§ **What this task involves**
Return every line from the records below with the string "bool".

(Collected data)
■ ■ ■

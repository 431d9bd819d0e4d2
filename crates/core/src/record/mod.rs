use serde::{Deserialize, Serialize};

use crate::{
    judge::note_position, GameStats, JudgmentLinePose, Note, NoteId, NoteState, NoteType, Point,
};

/// Configuration options for replay recording.
#[derive(Debug, Clone, PartialEq, Serialize, Deserialize)]
#[serde(default, deny_unknown_fields)]
pub struct RecordingSettings {
    pub enabled: bool,
    /// Capture one frame every this many ticks.
    pub interval_ticks: u32,
}

impl Default for RecordingSettings {
    fn default() -> Self {
        Self {
            enabled: true,
            interval_ticks: 1,
        }
    }
}

/// Where one note was drawn in a recorded frame.
#[derive(Debug, Clone, Copy, PartialEq, Serialize, Deserialize)]
pub struct ReplayNote {
    pub id: NoteId,
    pub note_type: NoteType,
    pub lane: u8,
    pub state: NoteState,
    pub position: Point,
}

impl ReplayNote {
    pub fn capture(note: &Note, pose: &JudgmentLinePose, elapsed_ms: f64) -> Self {
        Self {
            id: note.id(),
            note_type: note.note_type(),
            lane: note.lane(),
            state: note.state(),
            position: note_position(note, pose, elapsed_ms),
        }
    }
}

/// State of the attempt at one tick.
#[derive(Debug, Clone, PartialEq, Serialize, Deserialize)]
pub struct ReplayFrame {
    pub elapsed_ms: f64,
    pub pose: JudgmentLinePose,
    /// Notes that are active or already hit.
    pub live_notes: Vec<ReplayNote>,
    pub stats: GameStats,
}

/// Collects [`ReplayFrame`]s while a song is playing.
#[derive(Debug, Default)]
pub struct Recorder {
    settings: RecordingSettings,
    frames: Vec<ReplayFrame>,
    ticks: u64,
    is_recording: bool,
}

impl Recorder {
    pub fn new(settings: RecordingSettings) -> Self {
        Self {
            settings,
            frames: Vec::new(),
            ticks: 0,
            is_recording: false,
        }
    }

    /// Discards previous frames and starts recording if enabled.
    pub fn start(&mut self) {
        self.frames.clear();
        self.ticks = 0;
        self.is_recording = self.settings.enabled;
    }

    pub fn stop(&mut self) {
        self.is_recording = false;
    }

    pub fn is_recording(&self) -> bool {
        self.is_recording
    }

    /// Offers a frame for the current tick. The closure only runs for ticks
    /// that are actually captured.
    pub fn capture(&mut self, frame: impl FnOnce() -> ReplayFrame) {
        if !self.is_recording {
            return;
        }
        let interval = u64::from(self.settings.interval_ticks.max(1));
        if self.ticks % interval == 0 {
            self.frames.push(frame());
        }
        self.ticks += 1;
    }

    pub fn frames(&self) -> &[ReplayFrame] {
        &self.frames
    }

    pub fn take_frames(&mut self) -> Vec<ReplayFrame> {
        std::mem::take(&mut self.frames)
    }
}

■ ■ ■

§ **Exercise answer**
    pub enabled: bool,
    is_recording: bool,
    pub fn is_recording(&self) -> bool {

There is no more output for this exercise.